+++ DATA EXTRACT

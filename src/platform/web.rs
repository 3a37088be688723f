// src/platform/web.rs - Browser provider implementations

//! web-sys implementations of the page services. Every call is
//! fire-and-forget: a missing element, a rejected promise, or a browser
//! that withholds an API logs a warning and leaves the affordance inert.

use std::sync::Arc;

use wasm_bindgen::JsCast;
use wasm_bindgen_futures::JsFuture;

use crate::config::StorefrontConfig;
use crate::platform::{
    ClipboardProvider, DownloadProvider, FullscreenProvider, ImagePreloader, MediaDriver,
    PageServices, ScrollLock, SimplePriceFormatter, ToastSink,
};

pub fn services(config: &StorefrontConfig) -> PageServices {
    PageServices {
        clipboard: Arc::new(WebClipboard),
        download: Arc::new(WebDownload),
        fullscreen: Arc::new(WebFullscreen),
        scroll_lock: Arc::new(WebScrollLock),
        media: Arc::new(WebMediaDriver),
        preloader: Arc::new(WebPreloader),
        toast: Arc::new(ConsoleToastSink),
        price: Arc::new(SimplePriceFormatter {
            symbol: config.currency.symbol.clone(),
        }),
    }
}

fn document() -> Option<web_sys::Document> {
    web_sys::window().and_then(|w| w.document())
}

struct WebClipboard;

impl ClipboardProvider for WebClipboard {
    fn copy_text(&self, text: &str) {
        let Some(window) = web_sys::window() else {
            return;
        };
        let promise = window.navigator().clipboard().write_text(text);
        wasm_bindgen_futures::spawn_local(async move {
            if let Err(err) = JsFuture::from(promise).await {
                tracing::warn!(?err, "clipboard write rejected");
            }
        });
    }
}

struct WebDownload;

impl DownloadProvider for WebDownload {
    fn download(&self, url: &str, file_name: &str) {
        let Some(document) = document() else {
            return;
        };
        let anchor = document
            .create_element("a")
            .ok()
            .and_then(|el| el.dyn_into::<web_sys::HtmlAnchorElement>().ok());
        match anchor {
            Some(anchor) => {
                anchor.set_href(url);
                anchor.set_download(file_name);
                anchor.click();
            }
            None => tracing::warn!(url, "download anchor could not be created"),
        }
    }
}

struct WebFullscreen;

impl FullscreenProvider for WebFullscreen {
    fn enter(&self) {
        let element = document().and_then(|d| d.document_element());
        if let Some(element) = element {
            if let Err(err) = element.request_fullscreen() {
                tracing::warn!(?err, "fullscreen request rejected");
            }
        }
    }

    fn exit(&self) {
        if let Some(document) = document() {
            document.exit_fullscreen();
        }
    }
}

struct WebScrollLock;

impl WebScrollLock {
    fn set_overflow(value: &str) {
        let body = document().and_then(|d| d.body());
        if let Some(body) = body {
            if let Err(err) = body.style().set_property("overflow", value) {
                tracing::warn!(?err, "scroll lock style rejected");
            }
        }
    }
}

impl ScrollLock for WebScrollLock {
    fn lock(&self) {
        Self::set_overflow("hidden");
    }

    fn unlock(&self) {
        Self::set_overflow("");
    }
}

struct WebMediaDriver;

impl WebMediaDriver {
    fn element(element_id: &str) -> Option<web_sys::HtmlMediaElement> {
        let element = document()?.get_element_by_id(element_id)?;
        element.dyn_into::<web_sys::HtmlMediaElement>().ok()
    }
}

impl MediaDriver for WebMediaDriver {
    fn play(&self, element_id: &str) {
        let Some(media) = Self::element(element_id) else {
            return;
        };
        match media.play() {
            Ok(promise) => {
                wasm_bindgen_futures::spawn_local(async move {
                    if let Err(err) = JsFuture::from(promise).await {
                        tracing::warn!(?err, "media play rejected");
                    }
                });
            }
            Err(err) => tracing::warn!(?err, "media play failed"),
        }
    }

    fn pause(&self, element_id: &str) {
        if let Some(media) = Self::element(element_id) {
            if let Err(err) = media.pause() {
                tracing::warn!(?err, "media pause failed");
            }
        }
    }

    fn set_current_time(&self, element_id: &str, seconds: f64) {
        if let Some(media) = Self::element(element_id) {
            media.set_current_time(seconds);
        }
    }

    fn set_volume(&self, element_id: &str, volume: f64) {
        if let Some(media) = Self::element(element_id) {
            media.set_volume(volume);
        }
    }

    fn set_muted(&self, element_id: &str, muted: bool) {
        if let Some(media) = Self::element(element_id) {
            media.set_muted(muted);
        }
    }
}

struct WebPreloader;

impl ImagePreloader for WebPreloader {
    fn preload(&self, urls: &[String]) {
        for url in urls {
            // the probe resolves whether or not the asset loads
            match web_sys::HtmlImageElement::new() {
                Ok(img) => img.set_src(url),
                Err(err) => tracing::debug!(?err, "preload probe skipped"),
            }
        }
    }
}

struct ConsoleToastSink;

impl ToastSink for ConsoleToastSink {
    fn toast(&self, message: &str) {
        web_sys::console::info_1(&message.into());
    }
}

++++++

● **TASK DETAILS**:
Beginning with the first line above, could you copy every line exactly, up to and including the one with "use wasm_bindgen_futures::JsFuture;"?

● **EXERCISE RESPONSE**:
filename src/platform/web.rs
repository 3a37088be688723f
// src/platform/web.rs - Browser provider implementations

//! web-sys implementations of the page services. Every call is
//! fire-and-forget: a missing element, a rejected promise, or a browser
//! that withholds an API logs a warning and leaves the affordance inert.

use std::sync::Arc;

use wasm_bindgen::JsCast;
use wasm_bindgen_futures::JsFuture;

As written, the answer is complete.